Yes, in Bennett’s fevered imagination, as in Glenn Beck’s, those wicked liberals have created and exploited divisiveness.
How does he know this is all true?:
“How else can we explain that more young people now favor socialism to capitalism?”
In point of fact, socialism has been with us for a long time. As is often pointed out, we have public libraries, interstate highways and other pieces of our infrastructure that are used by all for the common good and which are paid for by the government.
Bennett complains that “According to a Pew Research poll taken last year, 49% of Americans age 18-29 have a positive view of socialism while just 46% have a positive view of capitalism. Such a view has roots.”
Yes, it does have roots. But again, Bennett can’t, or won’t, see where those roots lie. Socialism as a response to the rampant abuses of capitalism is hardly a surprise. Thomas Paine, that great 18th century radical liberal, argued for a social welfare system, a safety net, as we would call it today.
Bennett’s misdirected conclusion is that “in the long run” Republicans “must address the problem at its source: the culture.”
His complaint that “For the past 50 years liberals have had majority control of the character-forming institutions. If the national dialogue stays on their terms — gender, race, ethnicity, class — Republicans will continue to lose” misses the point entirely.
The Republican position is one contrary to the spirit of the Constitution, one of exclusion over inclusion, one of abridgment and limitation of rights rather than extension of rights, one of government sponsored religion rather than the First Amendment’s embrace of religious pluralism.
Bennett’s solution to the GOP’s self-created problems are to change nothing in the Republican message. Nothing in the failed and rejected Republican platform. He thinks the Republican message will be well received if only Republicans can gain control of the discussion they have already, for most of half a century, controlled.
He says liberal discourse must be countered with a message of “faith, freedom, principle, values, work, country, community, improvement, growth, and equality of opportunity.”
That’s a nice sentiment, I am sure, but most of it is not and has not for the period under discussion been a part of the Republican message, outside of faith, a faith that is decreasingly shared by Americans.

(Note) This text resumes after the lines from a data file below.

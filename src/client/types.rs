//! Type definitions for the backend API.
//!
//! Request and response payloads for diet planning, the pantry, grocery
//! lists, recipes, subscriptions, ingredient detection and chef content.
//!
//! ## Key Types
//!
//! - [`ApiEnvelope`] - the `{ success, ... }` wrapper every service answers with
//! - [`DietPlan`] - a generated multi-day meal plan
//! - [`PantryItem`] / [`GroceryItem`] - what the user has and what they need
//! - [`Recipe`] - a stored or AI-generated recipe
//!
//! ## API Compatibility
//!
//! The backend speaks camelCase JSON and omits fields freely, so nearly every
//! field is optional or defaulted. Only identifiers are required.

use chrono::{DateTime, NaiveDate, Utc};
use serde::{Deserialize, Serialize};

/// Response wrapper shared by the backend services.
///
/// `data` holds the service-specific fields that sit next to `success` in the
/// same JSON object.
#[derive(Debug, Serialize, Deserialize)]
pub struct ApiEnvelope<T> {
    pub success: bool,
    #[serde(default)]
    pub message: Option<String>,
    #[serde(default)]
    pub error: Option<String>,
    #[serde(flatten)]
    pub data: T,
}

impl<T> ApiEnvelope<T> {
    /// The payload, or the server's explanation when `success` is false
    pub fn into_data(self) -> anyhow::Result<T> {
        if self.success {
            return Ok(self.data);
        }
        let reason = self
            .error
            .or(self.message)
            .unwrap_or_else(|| "server reported failure without a message".to_string());
        anyhow::bail!(reason)
    }
}

/// Envelope payload with nothing besides `success`/`message`
#[derive(Debug, Default, Serialize, Deserialize)]
pub struct Empty {}

// Diet planning

/// A generated diet plan.
#[derive(Debug, Clone, PartialEq, Serialize, Deserialize)]
#[serde(rename_all = "camelCase")]
pub struct DietPlan {
    pub plan_id: String,
    #[serde(default)]
    pub name: Option<String>,
    /// e.g. "weight_loss", "muscle_gain", "maintenance"
    #[serde(default)]
    pub goal: Option<String>,
    #[serde(default)]
    pub daily_calories: Option<u32>,
    #[serde(default)]
    pub start_date: Option<NaiveDate>,
    #[serde(default)]
    pub end_date: Option<NaiveDate>,
    #[serde(default)]
    pub days: Vec<PlanDay>,
    #[serde(default)]
    pub created_at: Option<DateTime<Utc>>,
}

#[derive(Debug, Clone, PartialEq, Serialize, Deserialize)]
#[serde(rename_all = "camelCase")]
pub struct PlanDay {
    pub day: u32,
    #[serde(default)]
    pub meals: Vec<PlannedMeal>,
}

#[derive(Debug, Clone, PartialEq, Serialize, Deserialize)]
#[serde(rename_all = "camelCase")]
pub struct PlannedMeal {
    /// breakfast, lunch, dinner or snack
    pub meal_type: String,
    pub title: String,
    #[serde(default)]
    pub recipe_id: Option<String>,
    #[serde(default)]
    pub calories: Option<u32>,
}

#[derive(Debug, Clone, Default, Serialize, Deserialize)]
#[serde(rename_all = "camelCase")]
pub struct GenerateDietPlanRequest {
    pub goal: String,
    pub duration_days: u32,
    #[serde(skip_serializing_if = "Option::is_none")]
    pub daily_calories: Option<u32>,
    #[serde(skip_serializing_if = "Option::is_none")]
    pub meals_per_day: Option<u8>,
    #[serde(default, skip_serializing_if = "Vec::is_empty")]
    pub dietary_restrictions: Vec<String>,
    #[serde(default, skip_serializing_if = "Vec::is_empty")]
    pub allergies: Vec<String>,
}

#[derive(Debug, Deserialize)]
pub struct ActivePlanData {
    #[serde(default)]
    pub plan: Option<DietPlan>,
}

#[derive(Debug, Deserialize)]
pub struct PlanListData {
    #[serde(default)]
    pub plans: Vec<DietPlan>,
}

#[derive(Debug, Deserialize)]
pub struct GeneratedPlanData {
    pub plan: DietPlan,
}

// Pantry

/// An item the user has at home.
#[derive(Debug, Clone, PartialEq, Serialize, Deserialize)]
#[serde(rename_all = "camelCase")]
pub struct PantryItem {
    pub id: String,
    pub name: String,
    #[serde(default)]
    pub quantity: Option<f64>,
    #[serde(default)]
    pub unit: Option<String>,
    #[serde(default)]
    pub category: Option<String>,
    #[serde(default)]
    pub expiry_date: Option<NaiveDate>,
    #[serde(default)]
    pub added_at: Option<DateTime<Utc>>,
}

#[derive(Debug, Clone, Default, Serialize, Deserialize)]
#[serde(rename_all = "camelCase")]
pub struct PantryItemRequest {
    pub name: String,
    #[serde(skip_serializing_if = "Option::is_none")]
    pub quantity: Option<f64>,
    #[serde(skip_serializing_if = "Option::is_none")]
    pub unit: Option<String>,
    #[serde(skip_serializing_if = "Option::is_none")]
    pub category: Option<String>,
    #[serde(skip_serializing_if = "Option::is_none")]
    pub expiry_date: Option<NaiveDate>,
}

#[derive(Debug, Deserialize)]
pub struct PantryItemsData {
    #[serde(default)]
    pub items: Vec<PantryItem>,
}

#[derive(Debug, Deserialize)]
pub struct PantryItemData {
    pub item: PantryItem,
}

// Grocery list

#[derive(Debug, Clone, PartialEq, Serialize, Deserialize)]
#[serde(rename_all = "camelCase")]
pub struct GroceryItem {
    pub id: String,
    pub name: String,
    #[serde(default)]
    pub quantity: Option<f64>,
    #[serde(default)]
    pub unit: Option<String>,
    #[serde(default)]
    pub checked: bool,
    /// Set when the item was derived from a diet plan
    #[serde(default)]
    pub source_plan_id: Option<String>,
}

#[derive(Debug, Clone, Default, Serialize, Deserialize)]
#[serde(rename_all = "camelCase")]
pub struct NewGroceryItem {
    pub name: String,
    #[serde(skip_serializing_if = "Option::is_none")]
    pub quantity: Option<f64>,
    #[serde(skip_serializing_if = "Option::is_none")]
    pub unit: Option<String>,
}

#[derive(Debug, Serialize)]
pub struct AddGroceryItemsRequest<'a> {
    pub items: &'a [NewGroceryItem],
}

#[derive(Debug, Serialize)]
pub struct UpdateGroceryItemRequest {
    pub checked: bool,
}

#[derive(Debug, Deserialize)]
pub struct GroceryItemsData {
    #[serde(default)]
    pub items: Vec<GroceryItem>,
}

#[derive(Debug, Deserialize)]
pub struct GroceryItemData {
    pub item: GroceryItem,
}

// Recipes

/// A recipe, either stored or freshly generated.
#[derive(Debug, Clone, PartialEq, Serialize, Deserialize)]
#[serde(rename_all = "camelCase")]
pub struct Recipe {
    pub id: String,
    pub title: String,
    #[serde(default)]
    pub description: Option<String>,
    #[serde(default)]
    pub image_url: Option<String>,
    #[serde(default)]
    pub cook_time_minutes: Option<u32>,
    #[serde(default)]
    pub servings: Option<u32>,
    #[serde(default)]
    pub ingredients: Vec<RecipeIngredient>,
    #[serde(default)]
    pub instructions: Vec<String>,
    #[serde(default)]
    pub tags: Vec<String>,
    #[serde(default)]
    pub nutrition: Option<Nutrition>,
}

#[derive(Debug, Clone, PartialEq, Serialize, Deserialize)]
#[serde(rename_all = "camelCase")]
pub struct RecipeIngredient {
    pub name: String,
    /// Free text, e.g. "1 1/2"
    #[serde(default)]
    pub amount: Option<String>,
    #[serde(default)]
    pub unit: Option<String>,
}

/// Per-serving nutrition facts
#[derive(Debug, Clone, PartialEq, Serialize, Deserialize)]
#[serde(rename_all = "camelCase")]
pub struct Nutrition {
    #[serde(default)]
    pub calories: Option<f64>,
    #[serde(default)]
    pub protein: Option<f64>,
    #[serde(default)]
    pub carbs: Option<f64>,
    #[serde(default)]
    pub fat: Option<f64>,
}

#[derive(Debug, Clone, PartialEq, Serialize, Deserialize)]
pub struct Category {
    pub id: String,
    pub name: String,
    #[serde(default)]
    pub icon: Option<String>,
}

#[derive(Debug, Clone, Default, Serialize, Deserialize)]
#[serde(rename_all = "camelCase")]
pub struct GenerateRecipeRequest {
    pub ingredients: Vec<String>,
    #[serde(skip_serializing_if = "Option::is_none")]
    pub cuisine: Option<String>,
    #[serde(default, skip_serializing_if = "Vec::is_empty")]
    pub dietary_restrictions: Vec<String>,
    #[serde(skip_serializing_if = "Option::is_none")]
    pub max_cook_time_minutes: Option<u32>,
    #[serde(skip_serializing_if = "Option::is_none")]
    pub servings: Option<u32>,
    /// Let the backend pull in items from the user's pantry
    #[serde(default)]
    pub use_pantry: bool,
}

#[derive(Debug, Deserialize)]
pub struct CategoriesData {
    #[serde(default)]
    pub categories: Vec<Category>,
}

#[derive(Debug, Deserialize)]
pub struct RecipesData {
    #[serde(default)]
    pub recipes: Vec<Recipe>,
}

#[derive(Debug, Deserialize)]
pub struct RecipeData {
    pub recipe: Recipe,
}

// Subscription

#[derive(Debug, Clone, PartialEq, Serialize, Deserialize)]
#[serde(rename_all = "camelCase")]
pub struct SubscriptionPlan {
    pub id: String,
    pub name: String,
    pub price: f64,
    #[serde(default = "default_currency")]
    pub currency: String,
    /// "month" or "year"
    #[serde(default)]
    pub interval: Option<String>,
    #[serde(default)]
    pub features: Vec<String>,
}

fn default_currency() -> String {
    "usd".to_string()
}

#[derive(Debug, Clone, PartialEq, Serialize, Deserialize)]
#[serde(rename_all = "camelCase")]
pub struct SubscriptionStatus {
    pub active: bool,
    #[serde(default)]
    pub plan_id: Option<String>,
    #[serde(default)]
    pub status: Option<String>,
    #[serde(default)]
    pub current_period_end: Option<DateTime<Utc>>,
    #[serde(default)]
    pub cancel_at_period_end: bool,
}

#[derive(Debug, Clone, PartialEq, Serialize, Deserialize)]
#[serde(rename_all = "camelCase")]
pub struct CheckoutSession {
    pub session_id: String,
    pub checkout_url: String,
}

#[derive(Debug, Serialize)]
#[serde(rename_all = "camelCase")]
pub struct CheckoutRequest<'a> {
    pub plan_id: &'a str,
}

#[derive(Debug, Deserialize)]
pub struct PlansData {
    #[serde(default)]
    pub plans: Vec<SubscriptionPlan>,
}

#[derive(Debug, Deserialize)]
pub struct StatusData {
    pub subscription: SubscriptionStatus,
}

#[derive(Debug, Deserialize)]
pub struct CheckoutData {
    pub session: CheckoutSession,
}

// Ingredient detection

#[derive(Debug, Clone, PartialEq, Serialize, Deserialize)]
#[serde(rename_all = "camelCase")]
pub struct DetectedIngredient {
    pub name: String,
    /// 0.0 to 1.0
    #[serde(default)]
    pub confidence: f64,
    #[serde(default)]
    pub quantity: Option<String>,
    #[serde(default)]
    pub category: Option<String>,
}

#[derive(Debug, Deserialize)]
pub struct DetectionData {
    #[serde(default)]
    pub ingredients: Vec<DetectedIngredient>,
}

// Chef content

#[derive(Debug, Clone, PartialEq, Serialize, Deserialize)]
#[serde(rename_all = "camelCase")]
pub struct Chef {
    pub id: String,
    pub name: String,
    #[serde(default)]
    pub bio: Option<String>,
    #[serde(default)]
    pub avatar_url: Option<String>,
    #[serde(default)]
    pub specialties: Vec<String>,
    #[serde(default)]
    pub recipe_count: Option<u32>,
}

#[derive(Debug, Deserialize)]
pub struct ChefsData {
    #[serde(default)]
    pub chefs: Vec<Chef>,
}

#[derive(Debug, Deserialize)]
pub struct ChefData {
    pub chef: Chef,
}

#[cfg(test)]
mod tests {
    use super::*;

    #[test]
    fn envelope_flattens_service_fields() {
        let envelope: ApiEnvelope<ActivePlanData> =
            serde_json::from_str(r#"{"success":true,"plan":{"planId":"p1"}}"#).unwrap();
        let plan = envelope.into_data().unwrap().plan.unwrap();
        assert_eq!(plan.plan_id, "p1");
        assert!(plan.days.is_empty());
    }

    #[test]
    fn failed_envelope_prefers_error_over_message() {
        let envelope: ApiEnvelope<Empty> = serde_json::from_str(
            r#"{"success":false,"message":"try again","error":"quota exceeded"}"#,
        )
        .unwrap();
        let err = envelope.into_data().unwrap_err();
        assert_eq!(err.to_string(), "quota exceeded");
    }
}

Like the Tea Party of 2010, Bennett says “It’s time for Republicans to take it back.”
The problem with this message is that by ignoring all the facts, it can offer nothing new; it can offer no solution. It is the same, tired, repetitious song-and-dance we have heard for the past two years. And the simple fact is that you cannot take back what you never possessed, nor take back something that never existed, which is the America of the Republican imagination.
You can create a lie to sell to your base, but when you make the mistake of believing it yourself, you create a reality bubble from which you can never escape.
The Republican Party has been busy constructing this bubble since 1964, and residing happily within it untl 2008, and then again in 2012, when reality bit them in the ass in a political blast the strength of Krakatoa. Their resultant delusion has been self-perpetuating, and cognitive dissonance has become their default reaction to any setback. There is zero evidence that any of this is going to change. They are more comfortable with delusions than with reality these days, and in the long run, that will only mean a longer period of liberal dominance.
That may or may not be a good thing in the long run. We need a balance of opinions and outlooks for a healthy political landscape. But like it or not, it seems to be a fact. While Republicans struggle to find ways to ignore the facts, it falls upon the rest of us to pick up the slack, recognize those facts for what they are, and move this country forward, which, after all, is the original trajectory set for it by those remarkable, if flawed, men we now know as our Founding Fathers.